Its hard to gain depth with so many worldly distractions. Work, school, family, there are many responsibilities on our plate. This can lead to a life on tilt. Always needing to do, achieve, buy, distract, escape, etc. Bottomless are the to-do's, should's and need's. With small investments of time out of this pressure box of tilt, it is possible to gain strong, balanced, centered footing. A footing with depth.
What is needed is the opposite of tilt. Sitting meditation is that pause. Sitting with surrender, stillness and neutrality to what arises allows the mind to unwind deeper. The murk that hides insight can settle to the bottom of the stream.
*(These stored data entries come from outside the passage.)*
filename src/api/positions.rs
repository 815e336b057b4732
use super::{
    types::{CreatePosition, Created, Deleted, Position, Updated, Wrapped},
    ApiClient, Envelope, Error,
};
use tracing::debug;

const POSITIONS_PATH: &str = "/api/v1/position";

impl ApiClient {
    /// # Errors
    /// Returns the request failure or the backend's validation errors.
    pub async fn create_position(
        &self,
        position: &CreatePosition,
    ) -> Result<Envelope<Created<Position>>, Error> {
        self.post_json(POSITIONS_PATH, position).await
    }

    /// # Errors
    /// Returns the request failure.
    pub async fn list_positions(&self) -> Result<Envelope<Wrapped<Vec<Position>>>, Error> {
        self.get_json(POSITIONS_PATH).await
    }

    /// Positions with their `departmentId` populated.
    ///
    /// # Errors
    /// Returns the request failure.
    pub async fn list_positions_with_departments(
        &self,
    ) -> Result<Envelope<Wrapped<Vec<Position>>>, Error> {
        self.get_json(&format!("{POSITIONS_PATH}/with-departments"))
            .await
    }

    /// The backend has no per-department listing; positions are filtered client-side,
    /// matching the department either by id or by populated reference. A failed
    /// envelope is passed through untouched.
    ///
    /// # Errors
    /// Returns the request failure, or [`Error::Decode`] if the listing is not a list.
    pub async fn list_positions_by_department(
        &self,
        department_id: &str,
    ) -> Result<Envelope<Wrapped<Vec<Position>>>, Error> {
        let mut envelope = self.list_positions_with_departments().await?;
        if let Some(wrapped) = envelope.data.as_mut() {
            wrapped.data.retain(|position| {
                position
                    .department_id
                    .as_ref()
                    .is_some_and(|department| department.id() == department_id)
            });
            debug!(department_id, count = wrapped.data.len(), "positions filtered");
        }
        Ok(envelope)
    }

    /// # Errors
    /// Returns the request failure.
    pub async fn get_position(&self, id: &str) -> Result<Envelope<Wrapped<Position>>, Error> {
        self.get_json(&format!("{POSITIONS_PATH}/{id}")).await
    }

    /// # Errors
    /// Returns the request failure or the backend's validation errors.
    pub async fn update_position(
        &self,
        id: &str,
        position: &CreatePosition,
    ) -> Result<Envelope<Updated<Position>>, Error> {
        self.patch_json(&format!("{POSITIONS_PATH}/{id}"), position)
            .await
    }

    /// # Errors
    /// Returns the request failure.
    pub async fn delete_position(&self, id: &str) -> Result<Envelope<Deleted<Position>>, Error> {
        self.delete_json(&format!("{POSITIONS_PATH}/{id}")).await
    }
}
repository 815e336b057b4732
//! Wall-clock source used for credential expiry checks.
//!
//! Expiry is judged against the local clock only; the backend is never asked whether a
//! credential is still accepted. Tests and embedders swap in [`ManualClock`] so expiry can
//! be driven without waiting.

use chrono::Utc;
use std::{
    fmt::Debug,
    sync::{
        atomic::{AtomicI64, Ordering},
        Arc,
    },
};

pub trait Clock: Debug + Send + Sync {
    /// Current time in whole seconds since the Unix epoch.
    fn now_unix(&self) -> i64;
}

#[derive(Debug, Default, Clone, Copy)]
pub struct SystemClock;

impl Clock for SystemClock {
    fn now_unix(&self) -> i64 {
        Utc::now().timestamp()
    }
}

/// Settable clock shared between the code under test and the test driving it.
#[derive(Debug, Default)]
pub struct ManualClock {
    now: AtomicI64,
}

impl ManualClock {
    #[must_use]
    pub fn new(now_unix: i64) -> Arc<Self> {
        Arc::new(Self {
            now: AtomicI64::new(now_unix),
        })
    }

    pub fn set(&self, now_unix: i64) {
        self.now.store(now_unix, Ordering::SeqCst);
    }

    pub fn advance(&self, seconds: i64) {
        self.now.fetch_add(seconds, Ordering::SeqCst);
    }
}

impl Clock for ManualClock {
    fn now_unix(&self) -> i64 {
        self.now.load(Ordering::SeqCst)
    }
}
use super::{
    types::{AcceptCandidate, Accepted, Candidate, CreateCandidate, FoundCandidate},
    ApiClient, Envelope, Error,
};
use serde_json::Value;

const CANDIDATES_PATH: &str = "/api/v1/api/v1/candidates";

impl ApiClient {
    /// Public intake submission; no credential is required.
    ///
    /// # Errors
    /// Returns the request failure or the backend's validation errors.
    pub async fn create_candidate(
        &self,
        candidate: &CreateCandidate,
    ) -> Result<Envelope<Candidate>, Error> {
        self.post_json(CANDIDATES_PATH, candidate).await
    }

    /// Query pairs are forwarded as-is, e.g. `[("status", "PENDING")]`.
    ///
    /// # Errors
    /// Returns the request failure.
    pub async fn list_candidates(
        &self,
        query: &[(&str, String)],
    ) -> Result<Envelope<Vec<Candidate>>, Error> {
        self.get_json_with_query(CANDIDATES_PATH, query).await
    }

    /// # Errors
    /// Returns the request failure.
    pub async fn get_candidate(&self, id: &str) -> Result<Envelope<FoundCandidate>, Error> {
        self.get_json(&format!("{CANDIDATES_PATH}/{id}")).await
    }

    /// # Errors
    /// Returns the request failure.
    pub async fn reject_candidate(&self, id: &str) -> Result<Envelope<Candidate>, Error> {
        self.patch_empty(&format!("{CANDIDATES_PATH}/{id}/reject"))
            .await
    }

    /// Hires the candidate; the backend answers with the new employee record.
    ///
    /// # Errors
    /// Returns the request failure.
    pub async fn accept_candidate(
        &self,
        id: &str,
        hire: &AcceptCandidate,
    ) -> Result<Envelope<Accepted>, Error> {
        self.patch_json(&format!("{CANDIDATES_PATH}/{id}/accept"), hire)
            .await
    }

    /// # Errors
    /// Returns the request failure.
    pub async fn delete_candidate(&self, id: &str) -> Result<Envelope<Value>, Error> {
        self.delete_json(&format!("{CANDIDATES_PATH}/{id}")).await
    }
}
use crate::{
    api::{ApiClient, ClientConfig},
    session::SessionManager,
    storage::{FileStorage, Storage},
};
use anyhow::{Context, Result};
use std::{path::PathBuf, sync::Arc, time::Duration};

/// Options shared by every subcommand.
#[derive(Debug, Clone)]
pub struct GlobalArgs {
    pub api_url: String,
    pub state_file: PathBuf,
    pub timeout: Duration,
    pub revalidate_interval: Duration,
}

impl GlobalArgs {
    #[must_use]
    pub fn new(api_url: String, state_file: PathBuf) -> Self {
        Self {
            api_url,
            state_file,
            timeout: crate::api::DEFAULT_TIMEOUT,
            revalidate_interval: crate::session::DEFAULT_REVALIDATE_INTERVAL,
        }
    }

    /// `<platform data dir>/hrdesk/state.json`
    ///
    /// # Errors
    /// Returns an error if the platform has no data directory.
    pub fn default_state_file() -> Result<PathBuf> {
        dirs::data_dir()
            .map(|dir| dir.join(env!("CARGO_PKG_NAME")).join("state.json"))
            .context("cannot determine the data directory, use --state-file")
    }

    #[must_use]
    pub fn storage(&self) -> Arc<dyn Storage> {
        Arc::new(FileStorage::new(&self.state_file))
    }

    /// Wires storage, access layer and session manager together. The session is not
    /// initialized yet.
    ///
    /// # Errors
    /// Returns an error if the HTTP client cannot be built.
    pub fn session_manager(&self) -> Result<SessionManager> {
        let storage = self.storage();
        let config = ClientConfig {
            base_url: self.api_url.clone(),
            timeout: self.timeout,
        };
        let api = ApiClient::new(&config, Arc::clone(&storage))?;

        Ok(SessionManager::with_clock(
            api,
            storage,
            Arc::new(crate::clock::SystemClock),
            self.revalidate_interval,
        ))
    }
}
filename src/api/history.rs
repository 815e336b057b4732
use super::{
    types::{PositionHistory, SalaryHistory},
    ApiClient, Envelope, Error,
};

const HISTORY_PATH: &str = "/api/v1/history";

impl ApiClient {
    /// Salary changes, optionally narrowed to one employee.
    ///
    /// # Errors
    /// Returns the request failure.
    pub async fn salary_history(
        &self,
        employee_id: Option<&str>,
    ) -> Result<Envelope<SalaryHistory>, Error> {
        self.get_json(&history_path("salary", employee_id)).await
    }

    /// Position changes, optionally narrowed to one employee.
    ///
    /// # Errors
    /// Returns the request failure.
    pub async fn position_history(
        &self,
        employee_id: Option<&str>,
    ) -> Result<Envelope<PositionHistory>, Error> {
        self.get_json(&history_path("position", employee_id)).await
    }
}

fn history_path(kind: &str, employee_id: Option<&str>) -> String {
    match employee_id {
        Some(id) => format!("{HISTORY_PATH}/{kind}/employee/{id}"),
        None => format!("{HISTORY_PATH}/{kind}"),
    }
}
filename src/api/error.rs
use thiserror::Error;

/// Access layer failures. Each variant maps to a distinct user-facing message so the
/// console can tell "backend unreachable" from "credentials rejected" from "field X is
/// required".
#[derive(Clone, Debug, Error)]
pub enum Error {
    #[error("backend unreachable: {0}")]
    Unreachable(String),
    #[error("request timed out: {0}")]
    Timeout(String),
    /// `401`/`403`; the credential has already been torn down when this is returned.
    #[error("authentication rejected ({status}): {message}")]
    Rejected { status: u16, message: String },
    /// Backend-reported field or business-rule rejection.
    #[error("{}", .errors.first().map_or("Request failed.", String::as_str))]
    Validation { status: u16, errors: Vec<String> },
    #[error("request failed ({status}): {message}")]
    Http { status: u16, message: String },
    /// Refused locally before any request was sent.
    #[error("access denied: {0}")]
    AccessDenied(String),
    #[error("failed to decode response: {0}")]
    Decode(String),
    #[error("failed to build request: {0}")]
    Request(String),
}

impl Error {
    #[must_use]
    pub fn is_rejected(&self) -> bool {
        matches!(self, Error::Rejected { .. })
    }

    #[must_use]
    pub fn is_unreachable(&self) -> bool {
        matches!(self, Error::Unreachable(_) | Error::Timeout(_))
    }

    /// All backend-provided messages, most specific first.
    #[must_use]
    pub fn messages(&self) -> Vec<String> {
        match self {
            Error::Validation { errors, .. } => errors.clone(),
            other => vec![other.to_string()],
        }
    }
}
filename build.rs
fn main() {
    built::write_built_file().expect("Failed to acquire build-time information");
}
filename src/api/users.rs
//! User administration. Every call is refused locally, before any request is sent,
//! unless the stored identity is a superadmin.

use super::{
    types::{CreateAdmin, CreatedAdmin, FoundUser, Removed, Updated, UpdateUser, User, UserList},
    ApiClient, Envelope, Error,
};
use crate::{identity::Identity, storage::IDENTITY_KEY};
use tracing::warn;

const USERS_PATH: &str = "/api/v1/api/v1/users";

impl ApiClient {
    /// # Errors
    /// Returns [`Error::AccessDenied`] for non-superadmins, or the request failure.
    pub async fn list_users(&self) -> Result<Envelope<UserList>, Error> {
        self.require_super_admin("view all users")?;
        self.get_json(USERS_PATH).await
    }

    /// # Errors
    /// Returns [`Error::AccessDenied`] for non-superadmins, or the request failure.
    pub async fn get_user(&self, id: &str) -> Result<Envelope<FoundUser>, Error> {
        self.require_super_admin("view user details")?;
        self.get_json(&format!("{USERS_PATH}/{id}")).await
    }

    /// # Errors
    /// Returns [`Error::AccessDenied`] for non-superadmins, or the request failure.
    pub async fn create_user(&self, user: &CreateAdmin) -> Result<Envelope<CreatedAdmin>, Error> {
        self.require_super_admin("create new users")?;
        self.post_json(USERS_PATH, user).await
    }

    /// # Errors
    /// Returns [`Error::AccessDenied`] for non-superadmins, or the request failure.
    pub async fn update_user(
        &self,
        id: &str,
        user: &UpdateUser,
    ) -> Result<Envelope<Updated<User>>, Error> {
        self.require_super_admin("update users")?;
        self.patch_json(&format!("{USERS_PATH}/{id}"), user).await
    }

    /// # Errors
    /// Returns [`Error::AccessDenied`] for non-superadmins, or the request failure.
    pub async fn delete_user(&self, id: &str) -> Result<Envelope<Removed<User>>, Error> {
        self.require_super_admin("delete users")?;
        self.delete_json(&format!("{USERS_PATH}/{id}")).await
    }

    fn require_super_admin(&self, action: &str) -> Result<(), Error> {
        let identity = match self.storage().get(IDENTITY_KEY) {
            Ok(Some(raw)) => serde_json::from_str::<Identity>(&raw).ok(),
            Ok(None) => None,
            Err(err) => {
                warn!("Failed to read stored identity: {err}");
                None
            }
        };

        if identity.as_ref().is_some_and(Identity::is_super_admin) {
            Ok(())
        } else {
            Err(Error::AccessDenied(format!(
                "Only superadmin users can {action}"
            )))
        }
    }
}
This is like accessing the "Task Manager" of your mind's computer, seeing what processes are running and closing what is not necessary. Seeing what is minimally needed to run your computer. As you go deeper, you realize what this minimum is. You start up each day with less and less clutter of thoughts, beliefs and conditioning (programing). You go through your everyday life more easily seeing the arising of these thoughts and programs that are unnecessary. Closing them out as they arise with neutrality. Eventually this gets automated by your subconscious. A depth of ability.
Got depth?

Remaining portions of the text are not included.